[Exercise requirements] Every line that holds the word "UrlStatus" needs to be copied from the data below.

Start of Records for the exercise

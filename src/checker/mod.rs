//! Checker - orchestration for a batch of URLs
//!
//! For every distinct input URL the checker:
//! - classifies it (ignored, invalid or checkable)
//! - consults the result cache
//! - tries substitute URLs for known unreliable hosts
//! - probes the URL itself
//! - writes the outcome through to the cache

use crate::cache::{open_cache, CacheKey, ResultCache};
use crate::config::Config;
use crate::fallback::{fallbacks_for, FallbackUrl};
use crate::probe::{build_http_client, CheckOptions, NetworkSettings, Outcome, ProbeError, Prober, UrlStatus};
use crate::url::{classify_url, UrlClassification};
use futures::future::join_all;
use futures::stream::{self, StreamExt};
use reqwest::Client;
use std::collections::{HashMap, HashSet};
use std::path::Path;
use std::sync::Arc;
use tracing::{debug, info, warn};
use url::Url;

/// Looks up substitute URLs for a URL
pub type FallbackFn = Arc<dyn Fn(&Url) -> Vec<FallbackUrl> + Send + Sync>;

/// Checks batches of URLs with shared options, client, limiter and cache
pub struct Checker {
    prober: Prober,
    cache: Option<Arc<dyn ResultCache>>,
    fallbacks: FallbackFn,
}

impl Checker {
    /// Creates a checker
    ///
    /// # Arguments
    ///
    /// * `options` - Options shared by every probe
    /// * `client` - HTTP client; must not follow redirects itself
    /// * `cache` - Result cache, or `None` to always probe
    pub fn new(options: CheckOptions, client: Client, cache: Option<Arc<dyn ResultCache>>) -> Self {
        Self {
            prober: Prober::new(client, Arc::new(options)),
            cache,
            fallbacks: Arc::new(fallbacks_for),
        }
    }

    /// Creates a checker from a loaded configuration
    ///
    /// A cache that cannot be opened is logged and disabled rather than
    /// failing the run.
    ///
    /// # Returns
    ///
    /// * `Ok(Checker)` - Ready to check URLs
    /// * `Err(VigilError)` - Invalid options or the HTTP client could not be built
    pub fn from_config(config: &Config) -> crate::Result<Self> {
        let options = config.check_options()?;
        let client = build_http_client(&config.network_settings())?;

        let cache: Option<Arc<dyn ResultCache>> = if config.cache.enabled {
            match open_cache(Path::new(&config.cache.path), config.cache_ttl()) {
                Ok(cache) => Some(Arc::new(cache) as Arc<dyn ResultCache>),
                Err(e) => {
                    warn!("Result cache disabled, failed to open {}: {}", config.cache.path, e);
                    None
                }
            }
        } else {
            None
        };

        Ok(Self::new(options, client, cache))
    }

    /// Replaces the substitute-URL lookup
    pub fn with_fallbacks<F>(mut self, fallbacks: F) -> Self
    where
        F: Fn(&Url) -> Vec<FallbackUrl> + Send + Sync + 'static,
    {
        self.fallbacks = Arc::new(fallbacks);
        self
    }

    pub fn options(&self) -> &CheckOptions {
        self.prober.options()
    }

    /// Checks every URL, returning one status per input entry
    ///
    /// Duplicate inputs are probed once. Up to `max_concurrent_checks` URLs
    /// are in flight at a time.
    pub async fn check_urls(&self, urls: &[String]) -> Vec<UrlStatus> {
        let mut seen = HashSet::new();
        let unique: Vec<&str> = urls
            .iter()
            .map(String::as_str)
            .filter(|url| seen.insert(*url))
            .collect();

        info!("Checking {} URLs ({} distinct)", urls.len(), unique.len());

        let limit = self.options().max_concurrent_checks.max(1);
        let outcomes: HashMap<&str, Outcome> = stream::iter(unique)
            .map(|url| async move { (url, self.check_url(url).await) })
            .buffer_unordered(limit)
            .collect()
            .await;

        let statuses: Vec<UrlStatus> = urls
            .iter()
            .filter_map(|url| {
                outcomes.get(url.as_str()).map(|status| UrlStatus {
                    url: url.clone(),
                    status: status.clone(),
                })
            })
            .collect();

        log_summary(&statuses);
        statuses
    }

    /// Checks a single URL
    pub async fn check_url(&self, raw: &str) -> Outcome {
        let options = self.options();
        let mut url = match classify_url(raw, &options.ignore) {
            UrlClassification::Checkable(url) => url,
            UrlClassification::Ignored => {
                debug!("Ignoring {}", raw);
                return Outcome::Ignored;
            }
            UrlClassification::Invalid(reason) => {
                return Outcome::error(
                    raw,
                    ProbeError::Fetch {
                        message: format!("Invalid URL: {}", reason),
                    },
                );
            }
        };

        if !options.check_anchor {
            url.set_fragment(None);
        }

        let key = CacheKey::new(&url, options.check_anchor);
        if let Some(outcome) = self.cached(&key) {
            debug!("Cache hit for {}", url);
            return outcome;
        }

        let outcome = self.resolve(&url).await;
        debug!("{} -> {}", url, outcome.kind());
        self.store(&key, &outcome);
        outcome
    }

    /// Tries substitutes first, then the URL itself
    async fn resolve(&self, url: &Url) -> Outcome {
        let fallbacks = (self.fallbacks)(url);
        if !fallbacks.is_empty() {
            let alive = join_all(fallbacks.iter().map(|f| self.probe_fallback(f))).await;
            if alive.iter().all(|ok| *ok) {
                return Outcome::Fallback {
                    url: url.to_string(),
                    fallbacks: fallbacks.into_iter().map(|f| f.url).collect(),
                };
            }
            debug!("Fallbacks for {} failed, probing it directly", url);
        }

        self.prober.probe(url, None).await
    }

    async fn probe_fallback(&self, fallback: &FallbackUrl) -> bool {
        match Url::parse(&fallback.url) {
            Ok(url) => self
                .prober
                .probe(&url, Some(fallback.header_map()))
                .await
                .is_alive(),
            Err(e) => {
                warn!("Skipping unparsable fallback {}: {}", fallback.url, e);
                false
            }
        }
    }

    fn cached(&self, key: &CacheKey) -> Option<Outcome> {
        let cache = self.cache.as_ref()?;
        match cache.get(key) {
            Ok(outcome) => outcome,
            Err(e) => {
                warn!("Cache read failed for {}: {}", key.url(), e);
                None
            }
        }
    }

    fn store(&self, key: &CacheKey, outcome: &Outcome) {
        if let Some(cache) = &self.cache {
            if let Err(e) = cache.put(key, outcome) {
                warn!("Cache write failed for {}: {}", key.url(), e);
            }
        }
    }
}

/// Checks `urls` with default network settings and no cache
///
/// # Example
///
/// ```no_run
/// use link_vigil::{check_urls, CheckOptions};
///
/// # async fn example() -> link_vigil::Result<()> {
/// let urls = vec!["https://example.com/#intro".to_string()];
/// for status in check_urls(&urls, CheckOptions::default()).await? {
///     println!("{} is {}", status.url, status.status.kind());
/// }
/// # Ok(())
/// # }
/// ```
pub async fn check_urls(urls: &[String], options: CheckOptions) -> crate::Result<Vec<UrlStatus>> {
    let client = build_http_client(&NetworkSettings::default())?;
    Ok(Checker::new(options, client, None).check_urls(urls).await)
}

fn log_summary(statuses: &[UrlStatus]) {
    let mut alive = 0;
    let mut dead = 0;
    let mut ignored = 0;
    for status in statuses {
        match &status.status {
            Outcome::Ignored => ignored += 1,
            outcome if outcome.is_alive() => alive += 1,
            _ => dead += 1,
        }
    }
    info!("Checked {} URLs: {} alive, {} dead, {} ignored", statuses.len(), alive, dead, ignored);
}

End of Records for the exercise

[Your solution]
use crate::probe::{build_http_client, CheckOptions, NetworkSettings, Outcome, ProbeError, Prober, UrlStatus};
    pub async fn check_urls(&self, urls: &[String]) -> Vec<UrlStatus> {
        let statuses: Vec<UrlStatus> = urls
                outcomes.get(url.as_str()).map(|status| UrlStatus {
pub async fn check_urls(urls: &[String], options: CheckOptions) -> crate::Result<Vec<UrlStatus>> {
fn log_summary(statuses: &[UrlStatus]) {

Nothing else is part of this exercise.